After being conquered by Alexander in the 4th century BCE, the region became part of the Greek Seleucid Empire for a short while until the Mauryan Empire took control over the region around 305 BCE, as the entire region of North-West India constituting Paropamisadae, Arachosia and Gedrosia was transferred to Mauryan Empire by the Seleucids.

After the decline of Mauryan Empire, the region fell under the administrative and political control of Indo-Greeks, Indo-Scythian and Indo-Parthians successively. Kushan emperor Kujula Kadphises defeated the Indo-Parthians and incorporated the region under the Kushan Empire. In the Tochi Valley of North Waziristan near Bannu, Bactrian language inscriptions originally written in the 9th century have been discovered. This shows that after the collapse of the Kushan Empire, its official language continued in use for at least six more centuries.

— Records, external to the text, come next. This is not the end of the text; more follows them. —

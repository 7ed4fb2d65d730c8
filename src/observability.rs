//! Structured `tracing` events for the crate's observable state changes.
//!
//! Thin wrappers so call sites read as intent ("a quote was dropped") rather
//! than repeating field names, matching the structured `info!`/`warn!`/
//! `debug!` conventions used throughout the rest of this codebase.

use crate::types::{ConsolidationMode, SourceTag};
use tracing::{debug, info, warn};

pub fn adapter_miss(source: SourceTag, token_id: &str, reason: impl std::fmt::Display) {
    debug!(%source, token_id, %reason, "adapter returned no data");
}

pub fn validation_reject(source: SourceTag, token_id: &str) {
    debug!(%source, token_id, "quote dropped by validator");
}

pub fn divergence_exceeded(token_id: &str, source: SourceTag, dev_bps: u128, delta_bps: u32) {
    warn!(
        token_id,
        %source,
        dev_bps,
        delta_bps,
        "source price diverges from consolidated median beyond threshold"
    );
}

pub fn mode_changed(token_id: &str, mode: ConsolidationMode) {
    info!(token_id, ?mode, "consolidated price mode");
}

pub fn insufficient_balance(rule_id: &str, needed: u128, available: u128) {
    warn!(rule_id, needed, available, "rule suppressed: insufficient balance");
}

pub fn intent_transition(idem_key: &str, from: &str, to: &str) {
    info!(idem_key, from, to, "transfer intent status transition");
}

pub fn intent_reattached(idem_key: &str) {
    info!(idem_key, "idempotency conflict: re-attached to existing intent");
}

pub fn intent_reconciled(idem_key: &str, tx_hash: &str) {
    info!(idem_key, tx_hash, "recovered planned intent reconciled to an already-broadcast transfer");
}

pub fn transient_chain_error(idem_key: &str, attempt: u32, err: impl std::fmt::Display) {
    warn!(idem_key, attempt, %err, "transient chain error, retrying with backoff");
}

pub fn terminal_chain_error(idem_key: &str, err: impl std::fmt::Display) {
    tracing::error!(idem_key, %err, "terminal chain error, marking intent failed");
}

After the decline of the Kushan Empire, the region subsequently came under the control of Gupta Empire. The Kidarites began invading the North-West regions of Gupta Empire during the reign of Emperor Kumaragupta. The Gupta Empire ended up losing its control over the region around the early 5th century CE.

The Kidarites then too came under the attack from Hephthalites who defeated the Kidarites and appointed sub-rulers and kings to rule over the region. Hūṇa King Mihirakula was the most famous ruler from the Alchon Hun dynasty.

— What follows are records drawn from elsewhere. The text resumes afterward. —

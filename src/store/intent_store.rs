//! Intent store: durable, uniquely-keyed record of every transfer attempt.
//!
//! The same `DashMap`-wrapper shape as [`crate::store::last_good`], extended
//! to a keyed-tracker idiom generalized into an insert-or-reattach operation
//! over a unique `idem_key`.

use crate::error::TreasuryError;
use crate::types::{IntentStatus, TransferIntent};
use async_trait::async_trait;
use dashmap::DashMap;
use std::sync::Arc;

/// Outcome of [`IntentStore::insert_planned`]. `AlreadyExists` is the
/// expected, non-error result of an idempotency-key conflict — the engine
/// re-attaches to the existing row rather than treating this as a failure.
#[derive(Debug, Clone)]
pub enum InsertOutcome {
    Inserted(TransferIntent),
    AlreadyExists(TransferIntent),
}

impl InsertOutcome {
    pub fn intent(self) -> TransferIntent {
        match self {
            InsertOutcome::Inserted(i) | InsertOutcome::AlreadyExists(i) => i,
        }
    }

    pub fn was_inserted(&self) -> bool {
        matches!(self, InsertOutcome::Inserted(_))
    }
}

#[async_trait]
pub trait IntentStore: Send + Sync {
    /// Insert a freshly `Planned` intent. On an `idem_key` conflict, returns
    /// the existing row instead of erroring — re-planning the same signal
    /// must never create a second intent.
    async fn insert_planned(&self, intent: TransferIntent) -> Result<InsertOutcome, TreasuryError>;

    /// Advance `idem_key`'s status. Rejects any transition not in the
    /// allowed graph and any transition out of a terminal state.
    async fn update_status(
        &self,
        idem_key: &str,
        new_status: IntentStatus,
        tx_hash: Option<String>,
        proposal_hash: Option<String>,
        failure_reason: Option<String>,
    ) -> Result<TransferIntent, TreasuryError>;

    async fn find_by_idem_key(&self, idem_key: &str) -> Option<TransferIntent>;

    /// The rule's single in-flight (non-terminal) intent, if any. Used to
    /// enforce "at most one in-flight intent per rule".
    async fn find_in_flight_for_rule(&self, rule_id: &str) -> Option<TransferIntent>;
}

/// Returns whether `from -> to` is one of the allowed status transitions.
fn is_allowed_transition(from: IntentStatus, to: IntentStatus) -> bool {
    use IntentStatus::*;
    if from.is_terminal() {
        return false;
    }
    matches!(
        (from, to),
        (Planned, Proposed)
            | (Planned, Submitted)
            | (Planned, MinedFailed)
            | (Proposed, Submitted)
            | (Proposed, MinedFailed)
            | (Submitted, MinedSuccess)
            | (Submitted, MinedFailed)
    )
}

#[derive(Clone)]
pub struct InMemoryIntentStore {
    rows: Arc<DashMap<String, TransferIntent>>,
}

impl InMemoryIntentStore {
    pub fn new() -> Self {
        Self {
            rows: Arc::new(DashMap::new()),
        }
    }
}

impl Default for InMemoryIntentStore {
    fn default() -> Self {
        Self::new()
    }
}

#[async_trait]
impl IntentStore for InMemoryIntentStore {
    async fn insert_planned(&self, intent: TransferIntent) -> Result<InsertOutcome, TreasuryError> {
        match self.rows.entry(intent.idem_key.clone()) {
            dashmap::mapref::entry::Entry::Vacant(slot) => {
                slot.insert(intent.clone());
                Ok(InsertOutcome::Inserted(intent))
            }
            dashmap::mapref::entry::Entry::Occupied(existing) => {
                Ok(InsertOutcome::AlreadyExists(existing.get().clone()))
            }
        }
    }

    async fn update_status(
        &self,
        idem_key: &str,
        new_status: IntentStatus,
        tx_hash: Option<String>,
        proposal_hash: Option<String>,
        failure_reason: Option<String>,
    ) -> Result<TransferIntent, TreasuryError> {
        let mut entry = self
            .rows
            .get_mut(idem_key)
            .ok_or_else(|| TreasuryError::Store(format!("no intent for idem_key {idem_key}")))?;

        if !is_allowed_transition(entry.status, new_status) {
            return Err(TreasuryError::InvalidTransition {
                idem_key: idem_key.to_string(),
                status: entry.status,
                attempted: new_status,
            });
        }

        entry.status = new_status;
        if tx_hash.is_some() {
            entry.tx_hash = tx_hash;
        }
        if proposal_hash.is_some() {
            entry.proposal_hash = proposal_hash;
        }
        if failure_reason.is_some() {
            entry.failure_reason = failure_reason;
        }
        Ok(entry.clone())
    }

    async fn find_by_idem_key(&self, idem_key: &str) -> Option<TransferIntent> {
        self.rows.get(idem_key).map(|e| e.clone())
    }

    async fn find_in_flight_for_rule(&self, rule_id: &str) -> Option<TransferIntent> {
        self.rows
            .iter()
            .find(|e| e.rule_id == rule_id && !e.status.is_terminal())
            .map(|e| e.clone())
    }
}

Aulikara ruler, Yashodharman defeated the Hūṇa King Toramana and took control over most of North-West India. The remnants of the Hepthalite Empire continued to rule over the region until the 9th century CE when the Hindu Shahis came to power and established their rule over the region for over 150 years.

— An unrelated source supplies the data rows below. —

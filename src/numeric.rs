//! Pure, integer-only price math.
//!
//! Every price comparison and amount computation in this crate goes through
//! these helpers. Floating point never appears on the path from a raw
//! [`crate::types::Quote`] to a threshold decision or a transfer amount —
//! truncation rules below are the contract, not an approximation of one.

/// Rescale `value` from `from_decimals` to `to_decimals`, truncating toward
/// zero when narrowing. Widening (`to_decimals >= from_decimals`) is exact.
pub fn rescale(value: u128, from_decimals: u8, to_decimals: u8) -> u128 {
    if to_decimals >= from_decimals {
        let shift = (to_decimals - from_decimals) as u32;
        value.saturating_mul(10u128.saturating_pow(shift))
    } else {
        let shift = (from_decimals - to_decimals) as u32;
        value / 10u128.pow(shift)
    }
}

/// Integer median of an already-sorted ascending slice. Even-length inputs
/// average the two middle elements with integer division (truncates toward
/// zero, per the aggregation contract). Panics on an empty slice — callers
/// must not invoke this with fewer than one element.
pub fn median_sorted(sorted: &[u128]) -> u128 {
    assert!(!sorted.is_empty(), "median_sorted requires a non-empty slice");
    let n = sorted.len();
    if n % 2 == 1 {
        sorted[n / 2]
    } else {
        let a = sorted[n / 2 - 1];
        let b = sorted[n / 2];
        // Sum first, then halve: avoids the asymmetric rounding that
        // averaging two independently-truncated halves would introduce.
        (a + b) / 2
    }
}

/// Deviation of `value` from `reference` in basis points, via integer
/// cross-multiplication: `|value - reference| * 10_000 / reference`.
pub fn deviation_bps(value: u128, reference: u128) -> u128 {
    if reference == 0 {
        return 0;
    }
    let diff = value.abs_diff(reference);
    diff.saturating_mul(10_000) / reference
}

/// True when `confidence / price <= epsilon`, compared via integer
/// cross-multiplication against `epsilon` expressed as micros (1e6 scale,
/// so 1% == 10_000).
pub fn confidence_within_epsilon(confidence: u128, price: u128, epsilon_micros: u64) -> bool {
    if price == 0 {
        return false;
    }
    // confidence / price <= epsilon_micros / 1_000_000
    // <=> confidence * 1_000_000 <= price * epsilon_micros
    confidence.saturating_mul(1_000_000) <= price.saturating_mul(epsilon_micros as u128)
}

/// `amount_bps` of `total`, truncated toward zero: `total * bps / 10_000`.
pub fn bps_of(total: u128, bps: u32) -> u128 {
    total.saturating_mul(bps as u128) / 10_000
}

/// Compares a canonical-scale `price` (at `price_decimals`) against a
/// human-scale `threshold_usd` (given as `threshold_units` at
/// `threshold_decimals`, e.g. a `rust_decimal::Decimal` unpacked via
/// `mantissa()`/`scale()`), returning `price >= threshold` without ever
/// converting either side to a float.
///
/// Both sides are rescaled up to the finer of the two decimal scales before
/// comparing, so magnitude is preserved exactly.
pub fn ge_cross_scale(
    price: u128,
    price_decimals: u8,
    threshold_units: u128,
    threshold_decimals: u8,
) -> bool {
    let common = price_decimals.max(threshold_decimals);
    let p = rescale(price, price_decimals, common);
    let t = rescale(threshold_units, threshold_decimals, common);
    p >= t
}

/// Same as [`ge_cross_scale`] but for `<=`.
pub fn le_cross_scale(
    price: u128,
    price_decimals: u8,
    threshold_units: u128,
    threshold_decimals: u8,
) -> bool {
    let common = price_decimals.max(threshold_decimals);
    let p = rescale(price, price_decimals, common);
    let t = rescale(threshold_units, threshold_decimals, common);
    p <= t
}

In the late 10th and early 11th century CE, the Ghaznavids conquered the area. Mahmud of Ghazni used the Bannu route for several of his raids deeper into Northern India.

===British rule===
The city was renamed in 1848 by Herbert Benjamin Edwardes, a lieutenant in the 1st Bengal European Fusiliers Regiment of the East India Company's private army. He ordered the construction of the fort – named Dhulipgarh (Dalipgarh) in honour of the Maharajah of Lahore – at the same time. At the time of its founding, the town was named Dhulipnagar (Dalipnagar). Its name was later changed to Edwardesabad in 1869. In 1903, it received its current name, Bannu.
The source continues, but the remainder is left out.